## WORK REQUEST:
Here is a listing. Repeat it exactly and in its entirety.

..........

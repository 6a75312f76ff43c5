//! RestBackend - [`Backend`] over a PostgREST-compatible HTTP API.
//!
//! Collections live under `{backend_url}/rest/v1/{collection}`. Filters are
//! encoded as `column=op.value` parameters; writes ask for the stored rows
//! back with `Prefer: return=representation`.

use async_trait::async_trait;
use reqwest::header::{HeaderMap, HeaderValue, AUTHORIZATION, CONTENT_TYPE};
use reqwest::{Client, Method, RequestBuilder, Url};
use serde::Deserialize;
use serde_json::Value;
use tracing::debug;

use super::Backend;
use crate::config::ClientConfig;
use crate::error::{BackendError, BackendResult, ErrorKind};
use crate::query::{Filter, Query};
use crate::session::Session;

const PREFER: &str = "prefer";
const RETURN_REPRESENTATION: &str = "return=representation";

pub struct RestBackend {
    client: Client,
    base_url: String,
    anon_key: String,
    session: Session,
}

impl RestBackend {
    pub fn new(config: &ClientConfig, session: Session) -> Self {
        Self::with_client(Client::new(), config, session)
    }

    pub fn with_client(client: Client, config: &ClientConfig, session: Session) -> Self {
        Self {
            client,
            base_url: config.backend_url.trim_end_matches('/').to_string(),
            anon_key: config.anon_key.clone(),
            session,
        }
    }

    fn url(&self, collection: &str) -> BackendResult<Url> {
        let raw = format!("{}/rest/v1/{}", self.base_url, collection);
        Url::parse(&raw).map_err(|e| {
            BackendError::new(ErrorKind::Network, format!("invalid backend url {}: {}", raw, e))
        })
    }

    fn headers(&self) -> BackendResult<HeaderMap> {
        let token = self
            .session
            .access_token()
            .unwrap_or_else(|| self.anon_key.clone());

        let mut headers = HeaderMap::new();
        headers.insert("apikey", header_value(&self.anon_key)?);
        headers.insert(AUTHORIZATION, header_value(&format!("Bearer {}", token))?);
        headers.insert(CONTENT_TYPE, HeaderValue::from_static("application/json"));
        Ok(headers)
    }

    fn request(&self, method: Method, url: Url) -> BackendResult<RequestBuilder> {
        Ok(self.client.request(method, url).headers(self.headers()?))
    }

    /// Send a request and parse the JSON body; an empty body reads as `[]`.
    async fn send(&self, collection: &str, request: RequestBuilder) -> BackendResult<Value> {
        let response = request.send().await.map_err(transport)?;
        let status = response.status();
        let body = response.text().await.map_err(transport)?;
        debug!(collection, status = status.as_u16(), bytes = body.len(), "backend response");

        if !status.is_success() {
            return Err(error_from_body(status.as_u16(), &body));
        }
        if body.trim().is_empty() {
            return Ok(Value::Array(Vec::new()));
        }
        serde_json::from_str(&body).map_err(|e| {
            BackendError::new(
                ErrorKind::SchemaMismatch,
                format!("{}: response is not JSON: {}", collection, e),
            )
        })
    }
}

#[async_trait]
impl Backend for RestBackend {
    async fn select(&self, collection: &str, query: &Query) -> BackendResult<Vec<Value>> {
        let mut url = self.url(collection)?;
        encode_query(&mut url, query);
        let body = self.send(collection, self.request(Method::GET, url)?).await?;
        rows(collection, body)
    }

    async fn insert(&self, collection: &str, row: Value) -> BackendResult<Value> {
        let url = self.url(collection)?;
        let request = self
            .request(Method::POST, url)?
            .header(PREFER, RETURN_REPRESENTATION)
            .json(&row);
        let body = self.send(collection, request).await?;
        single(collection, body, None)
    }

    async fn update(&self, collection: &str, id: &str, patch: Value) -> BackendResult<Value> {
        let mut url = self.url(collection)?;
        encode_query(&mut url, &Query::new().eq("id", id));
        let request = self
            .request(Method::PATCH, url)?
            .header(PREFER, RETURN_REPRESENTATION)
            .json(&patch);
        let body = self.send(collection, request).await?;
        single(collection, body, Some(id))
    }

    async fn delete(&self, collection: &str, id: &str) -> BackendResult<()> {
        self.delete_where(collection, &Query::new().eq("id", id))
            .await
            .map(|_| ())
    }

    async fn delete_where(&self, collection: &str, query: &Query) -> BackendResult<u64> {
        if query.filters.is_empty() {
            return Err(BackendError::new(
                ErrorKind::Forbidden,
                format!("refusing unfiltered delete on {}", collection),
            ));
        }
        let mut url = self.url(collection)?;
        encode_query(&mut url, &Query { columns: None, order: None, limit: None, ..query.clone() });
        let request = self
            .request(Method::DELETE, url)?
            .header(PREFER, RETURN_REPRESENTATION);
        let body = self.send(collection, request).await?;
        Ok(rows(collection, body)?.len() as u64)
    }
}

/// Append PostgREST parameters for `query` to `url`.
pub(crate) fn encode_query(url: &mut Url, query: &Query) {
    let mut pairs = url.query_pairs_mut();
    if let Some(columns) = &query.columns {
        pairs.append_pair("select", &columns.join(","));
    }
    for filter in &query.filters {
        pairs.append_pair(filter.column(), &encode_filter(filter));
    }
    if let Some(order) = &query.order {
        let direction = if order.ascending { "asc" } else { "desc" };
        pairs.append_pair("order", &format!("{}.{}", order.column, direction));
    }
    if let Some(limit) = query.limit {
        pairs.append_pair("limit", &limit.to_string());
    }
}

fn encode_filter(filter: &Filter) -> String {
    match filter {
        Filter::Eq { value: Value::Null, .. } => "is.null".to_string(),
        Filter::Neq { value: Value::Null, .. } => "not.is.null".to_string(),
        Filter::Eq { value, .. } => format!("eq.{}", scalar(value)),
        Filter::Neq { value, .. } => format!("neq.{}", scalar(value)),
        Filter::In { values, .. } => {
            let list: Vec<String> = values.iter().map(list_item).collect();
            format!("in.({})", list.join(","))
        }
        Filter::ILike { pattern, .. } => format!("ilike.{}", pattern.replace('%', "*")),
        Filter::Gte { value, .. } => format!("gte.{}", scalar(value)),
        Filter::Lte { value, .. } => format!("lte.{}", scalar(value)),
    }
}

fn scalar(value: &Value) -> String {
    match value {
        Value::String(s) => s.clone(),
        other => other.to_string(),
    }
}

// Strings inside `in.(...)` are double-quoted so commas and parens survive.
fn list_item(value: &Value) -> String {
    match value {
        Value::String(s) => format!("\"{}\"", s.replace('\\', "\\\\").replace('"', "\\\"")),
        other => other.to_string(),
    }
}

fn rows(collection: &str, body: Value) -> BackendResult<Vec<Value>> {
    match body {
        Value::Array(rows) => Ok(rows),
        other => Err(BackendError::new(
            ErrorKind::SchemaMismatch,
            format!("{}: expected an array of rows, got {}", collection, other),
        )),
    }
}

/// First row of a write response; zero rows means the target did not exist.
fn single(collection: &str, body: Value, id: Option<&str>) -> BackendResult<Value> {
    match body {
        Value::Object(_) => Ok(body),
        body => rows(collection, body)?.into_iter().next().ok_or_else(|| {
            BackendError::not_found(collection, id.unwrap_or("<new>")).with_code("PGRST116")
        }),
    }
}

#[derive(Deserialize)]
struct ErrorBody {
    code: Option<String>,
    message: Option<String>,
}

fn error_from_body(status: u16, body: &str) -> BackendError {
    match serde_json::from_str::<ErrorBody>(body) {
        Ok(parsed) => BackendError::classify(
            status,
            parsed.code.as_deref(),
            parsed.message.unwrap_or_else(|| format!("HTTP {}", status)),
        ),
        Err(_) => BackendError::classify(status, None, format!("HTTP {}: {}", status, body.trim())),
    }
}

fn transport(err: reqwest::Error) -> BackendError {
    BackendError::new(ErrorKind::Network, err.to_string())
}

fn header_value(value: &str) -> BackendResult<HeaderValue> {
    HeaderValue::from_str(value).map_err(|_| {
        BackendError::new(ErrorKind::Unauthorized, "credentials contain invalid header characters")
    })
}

..........

## THE ANSWER:
repository 6a75312f76ff43c5
//! RestBackend - [`Backend`] over a PostgREST-compatible HTTP API.
//!
//! Collections live under `{backend_url}/rest/v1/{collection}`. Filters are
//! encoded as `column=op.value` parameters; writes ask for the stored rows
//! back with `Prefer: return=representation`.

use async_trait::async_trait;
use reqwest::header::{HeaderMap, HeaderValue, AUTHORIZATION, CONTENT_TYPE};
use reqwest::{Client, Method, RequestBuilder, Url};
use serde::Deserialize;
use serde_json::Value;
use tracing::debug;

use super::Backend;
use crate::config::ClientConfig;
use crate::error::{BackendError, BackendResult, ErrorKind};
use crate::query::{Filter, Query};
use crate::session::Session;

const PREFER: &str = "prefer";
const RETURN_REPRESENTATION: &str = "return=representation";

pub struct RestBackend {
    client: Client,
    base_url: String,
    anon_key: String,
    session: Session,
}

impl RestBackend {
    pub fn new(config: &ClientConfig, session: Session) -> Self {
        Self::with_client(Client::new(), config, session)
    }

    pub fn with_client(client: Client, config: &ClientConfig, session: Session) -> Self {
        Self {
            client,
            base_url: config.backend_url.trim_end_matches('/').to_string(),
            anon_key: config.anon_key.clone(),
            session,
        }
    }

    fn url(&self, collection: &str) -> BackendResult<Url> {
        let raw = format!("{}/rest/v1/{}", self.base_url, collection);
        Url::parse(&raw).map_err(|e| {
            BackendError::new(ErrorKind::Network, format!("invalid backend url {}: {}", raw, e))
        })
    }

    fn headers(&self) -> BackendResult<HeaderMap> {
        let token = self
            .session
            .access_token()
            .unwrap_or_else(|| self.anon_key.clone());

        let mut headers = HeaderMap::new();
        headers.insert("apikey", header_value(&self.anon_key)?);
        headers.insert(AUTHORIZATION, header_value(&format!("Bearer {}", token))?);
        headers.insert(CONTENT_TYPE, HeaderValue::from_static("application/json"));
        Ok(headers)
    }

    fn request(&self, method: Method, url: Url) -> BackendResult<RequestBuilder> {
        Ok(self.client.request(method, url).headers(self.headers()?))
    }

    /// Send a request and parse the JSON body; an empty body reads as `[]`.
    async fn send(&self, collection: &str, request: RequestBuilder) -> BackendResult<Value> {
        let response = request.send().await.map_err(transport)?;
        let status = response.status();
        let body = response.text().await.map_err(transport)?;
        debug!(collection, status = status.as_u16(), bytes = body.len(), "backend response");

        if !status.is_success() {
            return Err(error_from_body(status.as_u16(), &body));
        }
        if body.trim().is_empty() {
            return Ok(Value::Array(Vec::new()));
        }
        serde_json::from_str(&body).map_err(|e| {
            BackendError::new(
                ErrorKind::SchemaMismatch,
                format!("{}: response is not JSON: {}", collection, e),
            )
        })
    }
}

#[async_trait]
impl Backend for RestBackend {
    async fn select(&self, collection: &str, query: &Query) -> BackendResult<Vec<Value>> {
        let mut url = self.url(collection)?;
        encode_query(&mut url, query);
        let body = self.send(collection, self.request(Method::GET, url)?).await?;
        rows(collection, body)
    }

    async fn insert(&self, collection: &str, row: Value) -> BackendResult<Value> {
        let url = self.url(collection)?;
        let request = self
            .request(Method::POST, url)?
            .header(PREFER, RETURN_REPRESENTATION)
            .json(&row);
        let body = self.send(collection, request).await?;
        single(collection, body, None)
    }

    async fn update(&self, collection: &str, id: &str, patch: Value) -> BackendResult<Value> {
        let mut url = self.url(collection)?;
        encode_query(&mut url, &Query::new().eq("id", id));
        let request = self
            .request(Method::PATCH, url)?
            .header(PREFER, RETURN_REPRESENTATION)
            .json(&patch);
        let body = self.send(collection, request).await?;
        single(collection, body, Some(id))
    }

    async fn delete(&self, collection: &str, id: &str) -> BackendResult<()> {
        self.delete_where(collection, &Query::new().eq("id", id))
            .await
            .map(|_| ())
    }

    async fn delete_where(&self, collection: &str, query: &Query) -> BackendResult<u64> {
        if query.filters.is_empty() {
            return Err(BackendError::new(
                ErrorKind::Forbidden,
                format!("refusing unfiltered delete on {}", collection),
            ));
        }
        let mut url = self.url(collection)?;
        encode_query(&mut url, &Query { columns: None, order: None, limit: None, ..query.clone() });
        let request = self
            .request(Method::DELETE, url)?
            .header(PREFER, RETURN_REPRESENTATION);
        let body = self.send(collection, request).await?;
        Ok(rows(collection, body)?.len() as u64)
    }
}

/// Append PostgREST parameters for `query` to `url`.
pub(crate) fn encode_query(url: &mut Url, query: &Query) {
    let mut pairs = url.query_pairs_mut();
    if let Some(columns) = &query.columns {
        pairs.append_pair("select", &columns.join(","));
    }
    for filter in &query.filters {
        pairs.append_pair(filter.column(), &encode_filter(filter));
    }
    if let Some(order) = &query.order {
        let direction = if order.ascending { "asc" } else { "desc" };
        pairs.append_pair("order", &format!("{}.{}", order.column, direction));
    }
    if let Some(limit) = query.limit {
        pairs.append_pair("limit", &limit.to_string());
    }
}

fn encode_filter(filter: &Filter) -> String {
    match filter {
        Filter::Eq { value: Value::Null, .. } => "is.null".to_string(),
        Filter::Neq { value: Value::Null, .. } => "not.is.null".to_string(),
        Filter::Eq { value, .. } => format!("eq.{}", scalar(value)),
        Filter::Neq { value, .. } => format!("neq.{}", scalar(value)),
        Filter::In { values, .. } => {
            let list: Vec<String> = values.iter().map(list_item).collect();
            format!("in.({})", list.join(","))
        }
        Filter::ILike { pattern, .. } => format!("ilike.{}", pattern.replace('%', "*")),
        Filter::Gte { value, .. } => format!("gte.{}", scalar(value)),
        Filter::Lte { value, .. } => format!("lte.{}", scalar(value)),
    }
}

fn scalar(value: &Value) -> String {
    match value {
        Value::String(s) => s.clone(),
        other => other.to_string(),
    }
}

// Strings inside `in.(...)` are double-quoted so commas and parens survive.
fn list_item(value: &Value) -> String {
    match value {
        Value::String(s) => format!("\"{}\"", s.replace('\\', "\\\\").replace('"', "\\\"")),
        other => other.to_string(),
    }
}

fn rows(collection: &str, body: Value) -> BackendResult<Vec<Value>> {
    match body {
        Value::Array(rows) => Ok(rows),
        other => Err(BackendError::new(
            ErrorKind::SchemaMismatch,
            format!("{}: expected an array of rows, got {}", collection, other),
        )),
    }
}

/// First row of a write response; zero rows means the target did not exist.
fn single(collection: &str, body: Value, id: Option<&str>) -> BackendResult<Value> {
    match body {
        Value::Object(_) => Ok(body),
        body => rows(collection, body)?.into_iter().next().ok_or_else(|| {
            BackendError::not_found(collection, id.unwrap_or("<new>")).with_code("PGRST116")
        }),
    }
}

#[derive(Deserialize)]
struct ErrorBody {
    code: Option<String>,
    message: Option<String>,
}

fn error_from_body(status: u16, body: &str) -> BackendError {
    match serde_json::from_str::<ErrorBody>(body) {
        Ok(parsed) => BackendError::classify(
            status,
            parsed.code.as_deref(),
            parsed.message.unwrap_or_else(|| format!("HTTP {}", status)),
        ),
        Err(_) => BackendError::classify(status, None, format!("HTTP {}: {}", status, body.trim())),
    }
}

fn transport(err: reqwest::Error) -> BackendError {
    BackendError::new(ErrorKind::Network, err.to_string())
}

fn header_value(value: &str) -> BackendResult<HeaderValue> {
    HeaderValue::from_str(value).map_err(|_| {
        BackendError::new(ErrorKind::Unauthorized, "credentials contain invalid header characters")
    })
}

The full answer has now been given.